Aún recuerdo aquel octubre de 1994 cuando trabajaba en un importante cine, ya desaparecido, de mi ciudad, donde estrenamos ‘El cuervo’ (‘The Crow’, Alex Proyas, 1994), adaptación del cómic homónimo de James O`Barr. El cine se llenaba sesión tras sesión de un montón de gente —recuerdo que de todas las edades, no sólo adolescentes con acné a punto de reventar—, que acudían no motivados por la trama de la película, o el género, sino por el morbo que suponía ver el film en el que había encontrado la muerte Brandon Lee, hijo del mítico Bruce Lee. El actor, que apenas tuvo tiempo de desarrollar su carrera cinematográfica, murió por el impacto de una bala vieja que se escondía en una pistola utilizada en una de las escenas clave de la película, aquella en la que un personaje llamado Funboy dispara contra el personaje central. Muchos creían que dicha secuencia estaba incluida en el film, pero lo cierto es que se destruyeron los fotogramas que recogen la muerte de Lee.

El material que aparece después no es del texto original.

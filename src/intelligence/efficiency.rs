// Licensed under the Apache License, Version 2.0 <LICENSE-APACHE or
// http://www.apache.org/licenses/LICENSE-2.0> or the MIT license
// <LICENSE-MIT or http://opensource.org/licenses/MIT>, at your
// option. This file may not be copied, modified, or distributed
// except according to those terms.

//! Aerobic efficiency (speed produced per heartbeat) and its trend

use serde::{Deserialize, Serialize};
use tracing::debug;

use super::{statistics, EfficiencyLevel, TrendDirection};
use crate::config::EfficiencyThresholds;
use crate::constants::messages;
use crate::models::{efficiency_index, Sample, Workout};

/// Outcome of an efficiency analysis
///
/// Both the trend-based `recommendation` and the absolute `level_recommendation`
/// are always filled; callers choose which one to surface.
#[derive(Debug, Clone, PartialEq, Serialize, Deserialize)]
pub struct EfficiencyResult {
    /// Mean efficiency index (km/h per bpm), 0 when no valid readings
    pub average_efficiency: f64,
    /// Least squares slope across the ordered efficiency series
    pub trend: f64,
    pub direction: TrendDirection,
    pub recommendation: String,
    pub level: EfficiencyLevel,
    pub level_recommendation: String,
    /// Number of efficiency values the result is based on
    pub sample_count: usize,
}

/// Computes efficiency level and trend from pace and heart rate
#[derive(Debug, Clone, Default)]
pub struct EfficiencyAnalyzer {
    thresholds: EfficiencyThresholds,
}

impl EfficiencyAnalyzer {
    pub fn new(thresholds: EfficiencyThresholds) -> Self {
        Self { thresholds }
    }

    /// Analyze time-ascending samples of a single workout
    pub fn analyze_samples(&self, samples: &[Sample]) -> EfficiencyResult {
        let series: Vec<f64> = samples.iter().filter_map(Sample::efficiency).collect();
        self.analyze_efficiencies(&series)
    }

    /// Analyze parallel pace and heart rate series, paired index-wise
    ///
    /// Indices missing from the shorter series count as absent readings.
    pub fn analyze_series(&self, paces: &[f64], heart_rates: &[f64]) -> EfficiencyResult {
        let len = paces.len().max(heart_rates.len());
        let series: Vec<f64> = (0..len)
            .filter_map(|i| {
                efficiency_index(
                    paces.get(i).copied().unwrap_or(0.0),
                    heart_rates.get(i).copied().unwrap_or(0.0),
                )
            })
            .collect();
        self.analyze_efficiencies(&series)
    }

    pub fn analyze_workout(&self, workout: &Workout) -> EfficiencyResult {
        if workout.samples.iter().any(|s| s.efficiency().is_some()) {
            return self.analyze_samples(&workout.samples);
        }
        let series: Vec<f64> = workout.efficiency_index().into_iter().collect();
        self.analyze_efficiencies(&series)
    }

    /// Efficiency trend across a newest-first history
    ///
    /// Workouts are reversed into chronological order before the slope is
    /// taken, so a positive trend still means improvement over time.
    pub fn analyze_history(&self, history: &[Workout]) -> EfficiencyResult {
        let series: Vec<f64> = history
            .iter()
            .rev()
            .filter_map(Workout::efficiency_index)
            .collect();
        self.analyze_efficiencies(&series)
    }

    /// Analyze an already computed, time-ascending efficiency series
    pub fn analyze_efficiencies(&self, series: &[f64]) -> EfficiencyResult {
        let average_efficiency = statistics::mean(series).unwrap_or(0.0);
        let trend = statistics::linear_trend_slope(series);
        let direction = statistics::classify_trend(trend, self.thresholds.trend_epsilon);
        let level = self.classify_level(series.len(), average_efficiency);

        debug!(
            samples = series.len(),
            average_efficiency,
            trend,
            direction = ?direction,
            "Efficiency analyzed"
        );

        EfficiencyResult {
            average_efficiency,
            trend,
            direction,
            recommendation: Self::trend_recommendation(direction).to_string(),
            level,
            level_recommendation: Self::level_recommendation(level).to_string(),
            sample_count: series.len(),
        }
    }

    /// Absolute efficiency band for a mean efficiency value
    pub fn classify_level(&self, sample_count: usize, average_efficiency: f64) -> EfficiencyLevel {
        if sample_count == 0 {
            EfficiencyLevel::InsufficientData
        } else if average_efficiency < self.thresholds.low_level_max {
            EfficiencyLevel::Low
        } else if average_efficiency > self.thresholds.high_level_min {
            EfficiencyLevel::High
        } else {
            EfficiencyLevel::Moderate
        }
    }

    fn trend_recommendation(direction: TrendDirection) -> &'static str {
        match direction {
            TrendDirection::Improving => messages::EFFICIENCY_IMPROVING,
            TrendDirection::Declining => messages::EFFICIENCY_DECLINING,
            TrendDirection::Stable => messages::EFFICIENCY_STABLE,
        }
    }

    fn level_recommendation(level: EfficiencyLevel) -> &'static str {
        match level {
            EfficiencyLevel::Low => messages::EFFICIENCY_LOW,
            EfficiencyLevel::Moderate => messages::EFFICIENCY_MODERATE,
            EfficiencyLevel::High => messages::EFFICIENCY_HIGH,
            EfficiencyLevel::InsufficientData => messages::EFFICIENCY_INSUFFICIENT,
        }
    }
}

Pero el morbo es el morbo, y más aún cuando Bruce Lee murió en extrañas circunstancias durante el rodaje de la película ‘Juego con la muerte’ (‘Game of Death’, Robert Clouse, 1978); y todavía más cuando la muerte de Brandon Lee fue vaticinada por su padre cuando éste despertó de un coma y antes de que su hijo decidiese probar fortuna en el mundo del cine. A partir de ahí muchas leyendas urbanas circularon alrededor de la fatídica muerte de Lee hijo, y eso hizo que ‘El cuervo’ fuese un éxito allá donde se estrenó, alcanzando la categoría de film de culto. Dejando a un lado todo lo que está relacionado con el terrible fallecimiento de Lee, de tan sólo 28 años de edad, lo cierto es que estamos ante una película que fue la constatación definitiva de toda una generación, la del videoclip. Tras las cámaras, Alex Proyas, en su segundo trabajo como director, y cuyo talento está muy por encima del material del que parte.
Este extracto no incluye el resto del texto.